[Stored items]
-=-=-

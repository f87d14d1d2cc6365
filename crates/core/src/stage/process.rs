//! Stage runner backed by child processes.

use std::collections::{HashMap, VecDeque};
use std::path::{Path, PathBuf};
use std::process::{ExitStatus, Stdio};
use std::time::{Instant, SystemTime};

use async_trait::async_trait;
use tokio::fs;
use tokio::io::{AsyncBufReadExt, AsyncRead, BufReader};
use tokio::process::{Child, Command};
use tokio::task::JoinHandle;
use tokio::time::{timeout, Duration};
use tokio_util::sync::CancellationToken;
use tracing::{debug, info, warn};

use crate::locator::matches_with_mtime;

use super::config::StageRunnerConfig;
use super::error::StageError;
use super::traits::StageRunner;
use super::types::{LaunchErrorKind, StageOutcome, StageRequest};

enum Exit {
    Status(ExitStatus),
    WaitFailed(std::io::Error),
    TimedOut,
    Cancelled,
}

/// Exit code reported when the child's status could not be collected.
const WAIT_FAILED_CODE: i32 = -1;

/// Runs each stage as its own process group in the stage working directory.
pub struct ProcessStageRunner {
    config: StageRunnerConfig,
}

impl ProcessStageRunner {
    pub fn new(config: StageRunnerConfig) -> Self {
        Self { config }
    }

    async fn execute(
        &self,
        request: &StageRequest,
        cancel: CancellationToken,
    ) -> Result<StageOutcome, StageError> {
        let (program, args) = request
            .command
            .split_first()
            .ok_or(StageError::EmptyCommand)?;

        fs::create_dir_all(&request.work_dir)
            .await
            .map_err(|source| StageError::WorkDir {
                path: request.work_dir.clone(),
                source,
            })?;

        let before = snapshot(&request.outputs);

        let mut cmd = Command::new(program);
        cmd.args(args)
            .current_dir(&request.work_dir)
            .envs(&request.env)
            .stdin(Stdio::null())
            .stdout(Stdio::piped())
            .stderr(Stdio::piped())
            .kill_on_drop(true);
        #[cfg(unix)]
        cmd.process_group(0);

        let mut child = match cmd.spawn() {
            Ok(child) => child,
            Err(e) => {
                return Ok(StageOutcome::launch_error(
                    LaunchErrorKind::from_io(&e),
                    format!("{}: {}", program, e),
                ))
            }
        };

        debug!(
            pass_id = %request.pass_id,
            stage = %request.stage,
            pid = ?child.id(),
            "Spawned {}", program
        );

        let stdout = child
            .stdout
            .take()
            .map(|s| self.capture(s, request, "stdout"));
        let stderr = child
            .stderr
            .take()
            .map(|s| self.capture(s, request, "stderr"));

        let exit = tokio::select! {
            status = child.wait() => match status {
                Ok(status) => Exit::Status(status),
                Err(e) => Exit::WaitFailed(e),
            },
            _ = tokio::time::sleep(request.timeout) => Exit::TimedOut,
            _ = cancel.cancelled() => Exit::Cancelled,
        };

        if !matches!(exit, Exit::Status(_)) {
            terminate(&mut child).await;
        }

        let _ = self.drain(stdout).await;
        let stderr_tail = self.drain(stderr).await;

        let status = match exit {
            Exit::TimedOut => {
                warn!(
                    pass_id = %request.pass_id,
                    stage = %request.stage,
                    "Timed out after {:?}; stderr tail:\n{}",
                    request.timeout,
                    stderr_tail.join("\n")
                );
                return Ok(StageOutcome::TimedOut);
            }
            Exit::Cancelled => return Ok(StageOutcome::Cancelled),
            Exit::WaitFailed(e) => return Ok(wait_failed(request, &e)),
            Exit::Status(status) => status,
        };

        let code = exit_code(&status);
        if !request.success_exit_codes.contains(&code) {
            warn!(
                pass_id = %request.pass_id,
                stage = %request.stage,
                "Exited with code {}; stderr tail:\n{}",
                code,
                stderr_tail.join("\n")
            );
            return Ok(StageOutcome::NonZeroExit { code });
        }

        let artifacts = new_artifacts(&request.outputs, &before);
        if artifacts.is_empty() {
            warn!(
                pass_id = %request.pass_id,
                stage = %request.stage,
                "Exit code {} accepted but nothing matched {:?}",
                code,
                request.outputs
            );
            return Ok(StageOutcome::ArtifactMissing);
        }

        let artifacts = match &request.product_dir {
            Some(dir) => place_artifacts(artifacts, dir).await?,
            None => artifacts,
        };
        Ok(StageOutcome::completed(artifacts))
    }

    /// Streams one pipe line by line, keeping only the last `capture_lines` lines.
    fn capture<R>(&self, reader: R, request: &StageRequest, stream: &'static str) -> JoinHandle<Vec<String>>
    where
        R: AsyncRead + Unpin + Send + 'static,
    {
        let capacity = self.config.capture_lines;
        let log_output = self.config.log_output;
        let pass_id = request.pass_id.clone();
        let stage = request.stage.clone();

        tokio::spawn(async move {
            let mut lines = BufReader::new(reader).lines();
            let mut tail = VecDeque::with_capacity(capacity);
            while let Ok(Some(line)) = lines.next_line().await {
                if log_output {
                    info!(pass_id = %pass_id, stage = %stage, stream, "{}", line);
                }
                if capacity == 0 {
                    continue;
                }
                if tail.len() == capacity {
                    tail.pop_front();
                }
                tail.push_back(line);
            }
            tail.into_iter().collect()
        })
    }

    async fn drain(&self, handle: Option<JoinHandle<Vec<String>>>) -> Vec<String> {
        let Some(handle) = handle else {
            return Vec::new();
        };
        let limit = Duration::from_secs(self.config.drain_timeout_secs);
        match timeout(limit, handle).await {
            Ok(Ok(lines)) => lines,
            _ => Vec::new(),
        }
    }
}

-=-=-

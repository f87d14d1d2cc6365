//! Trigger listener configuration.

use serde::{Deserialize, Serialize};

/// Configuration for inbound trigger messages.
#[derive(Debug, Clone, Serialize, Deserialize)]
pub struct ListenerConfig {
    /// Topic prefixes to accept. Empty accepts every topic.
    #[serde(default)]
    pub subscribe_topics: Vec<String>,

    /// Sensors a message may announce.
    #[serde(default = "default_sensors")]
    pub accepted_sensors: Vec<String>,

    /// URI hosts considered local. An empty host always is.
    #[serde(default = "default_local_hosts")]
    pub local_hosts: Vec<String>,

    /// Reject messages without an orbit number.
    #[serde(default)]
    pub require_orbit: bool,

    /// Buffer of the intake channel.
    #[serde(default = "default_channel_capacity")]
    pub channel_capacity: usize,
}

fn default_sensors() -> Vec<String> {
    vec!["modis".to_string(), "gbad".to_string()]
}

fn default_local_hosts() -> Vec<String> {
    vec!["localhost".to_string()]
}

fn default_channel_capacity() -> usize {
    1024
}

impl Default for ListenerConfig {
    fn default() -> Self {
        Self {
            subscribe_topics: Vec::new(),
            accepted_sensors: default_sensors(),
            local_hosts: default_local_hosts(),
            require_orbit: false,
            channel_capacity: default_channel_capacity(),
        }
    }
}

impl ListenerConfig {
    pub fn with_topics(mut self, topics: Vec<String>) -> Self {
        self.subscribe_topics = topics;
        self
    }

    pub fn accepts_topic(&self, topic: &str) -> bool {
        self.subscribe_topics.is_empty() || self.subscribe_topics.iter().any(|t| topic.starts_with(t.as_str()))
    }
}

-=-=-

*WORK ORDER*
What lines of the data contain the string "struct"? List them.

*SOLUTION BELOW*
pub struct ProcessStageRunner {
pub struct ListenerConfig {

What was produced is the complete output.